"""
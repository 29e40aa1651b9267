//! Faces of a polyhedron.
//!
//! A group starts as a node collection and becomes an ordered cycle once its
//! nodes are linked by main edges. Faces with more than three sides get
//! graphical diagonals so they can be rendered as triangles.
//!
//! ## Diagonal scheme
//!
//! Instead of a fan from one vertex, diagonals are added by repeatedly
//! halving the cycle: every other node of the current cycle is kept and the
//! kept nodes are linked, cutting off one triangle per dropped node.
//!
//! ```text
//!   level 1 (k = 2)        level 2 (k = 4)
//!      1                        .
//!    0---2                    0   .
//!   7  |  3                  / \
//!    6---4                  6---4 ... until three nodes remain
//!      5
//! ```
//!
//! Long thin faces then get triangles of comparable size instead of a fan of
//! slivers.

use glam::DVec3;

use crate::error::{ChaikinError, ChaikinResult};
use crate::geometry::{self, Plane};
use crate::graph::MeshGraph;
use crate::identity::IdSet;
use crate::types::{EdgeFilter, EdgeType, NodeId};

/// Diagonals and triangles of a cycle, as positions in the cycle
#[derive(Debug, Clone, Default, PartialEq, Eq)]
pub(crate) struct SplitPlan {
    pub diagonals: Vec<(usize, usize)>,
    pub triangles: Vec<[usize; 3]>,
}

/// Balanced split of a cycle of `len` nodes
pub(crate) fn balanced_split(len: usize) -> SplitPlan {
    let mut plan = SplitPlan::default();
    if len < 3 {
        return plan;
    }

    let mut current: Vec<usize> = (0..len).collect();
    while current.len() > 3 {
        let n = current.len();
        for i in (1..n).step_by(2) {
            plan.triangles
                .push([current[i - 1], current[i], current[(i + 1) % n]]);
        }

        let kept: Vec<usize> = current.iter().copied().step_by(2).collect();
        plan.diagonals
            .extend(kept.windows(2).map(|pair| (pair[0], pair[1])));
        // With an even count the last dropped node sits between the last kept
        // node and the first one
        if n % 2 == 0 && kept.len() > 2 {
            plan.diagonals.push((kept[kept.len() - 1], kept[0]));
        }
        current = kept;
    }
    if current.len() == 3 {
        plan.triangles.push([current[0], current[1], current[2]]);
    }
    plan
}

/// One face of a polyhedron
#[derive(Debug, Clone)]
pub struct Group {
    nodes: Vec<NodeId>,
    /// Canonical cycle, set once the group is ordered
    ogroup: Option<Vec<NodeId>>,
    /// Index triples into `ogroup`
    triangles: Vec<[usize; 3]>,
}

impl Group {
    /// Unordered group
    pub fn new(nodes: Vec<NodeId>) -> Self {
        Self {
            nodes,
            ogroup: None,
            triangles: Vec::new(),
        }
    }

    /// Group whose construction order already is its cycle
    pub fn pre_ordered(nodes: Vec<NodeId>) -> Self {
        Self {
            ogroup: Some(nodes.clone()),
            nodes,
            triangles: Vec::new(),
        }
    }

    pub fn size(&self) -> usize {
        self.nodes.len()
    }

    pub fn nodes(&self) -> &[NodeId] {
        &self.nodes
    }

    pub fn ogroup(&self) -> Option<&[NodeId]> {
        self.ogroup.as_deref()
    }

    pub fn is_ordered(&self) -> bool {
        self.ogroup.is_some()
    }

    /// Triangles as index triples into the ordered cycle
    pub fn triangles(&self) -> &[[usize; 3]] {
        &self.triangles
    }

    /// Connect each node to the next one (wrapping around) with an edge of
    /// `edge_type`. Pairs already joined by such an edge (a side shared with
    /// a neighbouring face) are left alone. Returns the number of new edges.
    pub fn cycle_connect(&self, graph: &mut MeshGraph, edge_type: EdgeType) -> ChaikinResult<usize> {
        let size = self.nodes.len();
        if size < 3 {
            return Err(ChaikinError::DegenerateGroup(size));
        }

        let mut created = 0;
        for (i, &a) in self.nodes.iter().enumerate() {
            let b = self.nodes[(i + 1) % size];
            if graph.are_connected(a, b, edge_type.into()) {
                continue;
            }
            graph.connect(a, b, edge_type)?;
            created += 1;
        }
        Ok(created)
    }

    /// Order the group by walking main edges between its members.
    ///
    /// No-op on a group that is already ordered.
    pub fn order(&mut self, graph: &MeshGraph) -> ChaikinResult<&[NodeId]> {
        let cycle = match self.ogroup.take() {
            Some(cycle) => cycle,
            None => self.walk_cycle(graph)?,
        };
        let cycle: &[NodeId] = self.ogroup.insert(cycle);
        Ok(cycle)
    }

    fn walk_cycle(&self, graph: &MeshGraph) -> ChaikinResult<Vec<NodeId>> {
        let size = self.nodes.len();
        if size < 3 {
            return Err(ChaikinError::DegenerateGroup(size));
        }
        let members: IdSet<NodeId> = self.nodes.iter().copied().collect();
        if members.len() != size {
            return Err(ChaikinError::Validation(format!(
                "group lists a node more than once ({} distinct of {size})",
                members.len()
            )));
        }

        let first = self.nodes[0];
        let mut visited = IdSet::with_capacity(size);
        visited.insert(first);
        let mut current = first;
        // Keep the winding of the construction order when its first side is
        // an edge
        if graph.are_connected(first, self.nodes[1], EdgeFilter::Main) {
            current = self.nodes[1];
            visited.insert(current);
        }
        while visited.len() < size {
            let next = graph
                .neighbours(current, EdgeFilter::Main)?
                .find(|&n| members.contains(n) && !visited.contains(n));
            match next {
                Some(node) => {
                    visited.insert(node);
                    current = node;
                }
                None => {
                    return Err(ChaikinError::OpenCycle {
                        node: current,
                        visited: visited.len(),
                        size,
                    });
                }
            }
        }

        if !graph.are_connected(current, first, EdgeFilter::Main) {
            return Err(ChaikinError::UnclosedCycle {
                first,
                last: current,
            });
        }
        Ok(visited.as_slice().to_vec())
    }

    /// Add diagonals of `edge_type` so the face can be triangulated without
    /// crossing edges. Triangles need no diagonals. Returns the number of new
    /// edges.
    pub fn inter_connect(
        &mut self,
        graph: &mut MeshGraph,
        edge_type: EdgeType,
        order_first: bool,
    ) -> ChaikinResult<usize> {
        if order_first {
            self.order(graph)?;
        }
        let cycle = self.ogroup.as_ref().ok_or(ChaikinError::GroupNotOrdered)?;
        if cycle.len() <= 3 {
            return Ok(0);
        }

        let mut created = 0;
        for (i, j) in balanced_split(cycle.len()).diagonals {
            let (a, b) = (cycle[i], cycle[j]);
            if graph.are_connected(a, b, EdgeFilter::Any) {
                continue;
            }
            graph.connect(a, b, edge_type)?;
            created += 1;
        }
        Ok(created)
    }

    /// Compute the triangle list from the ordered cycle. Triangles whose
    /// corners coincide with an already emitted one are skipped.
    pub fn calc_triangles(&mut self, graph: &MeshGraph) -> ChaikinResult<&[[usize; 3]]> {
        let cycle = self.ogroup.as_ref().ok_or(ChaikinError::GroupNotOrdered)?;

        let mut seen = std::collections::HashSet::new();
        let mut triangles = Vec::new();
        for triangle in balanced_split(cycle.len()).triangles {
            let corners = [
                graph.position(cycle[triangle[0]])?,
                graph.position(cycle[triangle[1]])?,
                graph.position(cycle[triangle[2]])?,
            ];
            if seen.insert(geometry::similarity_key(corners)) {
                triangles.push(triangle);
            }
        }

        self.triangles = triangles;
        Ok(&self.triangles)
    }

    /// Triangle corners of this face
    pub fn triangle_positions<'a>(
        &'a self,
        graph: &'a MeshGraph,
    ) -> impl Iterator<Item = [DVec3; 3]> + 'a {
        let cycle = self.ogroup.as_deref().unwrap_or_default();
        self.triangles.iter().filter_map(move |t| {
            Some([
                graph.position(*cycle.get(t[0])?).ok()?,
                graph.position(*cycle.get(t[1])?).ok()?,
                graph.position(*cycle.get(t[2])?).ok()?,
            ])
        })
    }

    /// Whether every node lies on the plane of the first three non-collinear
    /// nodes
    pub fn is_planar(&self, graph: &MeshGraph) -> ChaikinResult<bool> {
        let positions = self
            .nodes
            .iter()
            .map(|&n| graph.position(n))
            .collect::<ChaikinResult<Vec<_>>>()?;
        if positions.len() <= 3 {
            return Ok(true);
        }

        let origin = positions[0];
        let plane = positions
            .iter()
            .enumerate()
            .skip(1)
            .find_map(|(i, &b)| {
                positions[i + 1..]
                    .iter()
                    .find_map(|&c| Plane::from_points(origin, b, c))
            });
        Ok(match plane {
            Some(plane) => positions.iter().all(|&p| plane.contains(p)),
            None => true,
        })
    }

    /// Flip the winding of the ordered cycle, keeping its first node.
    /// Triangles must be recomputed afterwards.
    pub(crate) fn reverse(&mut self) {
        if let Some(cycle) = &mut self.ogroup {
            cycle[1..].reverse();
        }
        self.triangles.clear();
    }

    /// Whether `b` directly follows `a` in the ordered cycle
    pub fn follows(&self, a: NodeId, b: NodeId) -> bool {
        self.ogroup.as_deref().is_some_and(|cycle| {
            cycle
                .iter()
                .position(|&n| n == a)
                .is_some_and(|i| cycle[(i + 1) % cycle.len()] == b)
        })
    }

    /// Renumber the nodes of this group
    pub(crate) fn remap_nodes(&mut self, map: impl Fn(NodeId) -> NodeId) {
        for node in &mut self.nodes {
            *node = map(*node);
        }
        if let Some(cycle) = &mut self.ogroup {
            for node in cycle.iter_mut() {
                *node = map(*node);
            }
        }
    }
}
"""
_Task details_: Return a copy of each line in the records above that has "this" in it.

_Task response_:
    /// Triangle corners of this face
    /// Renumber the nodes of this group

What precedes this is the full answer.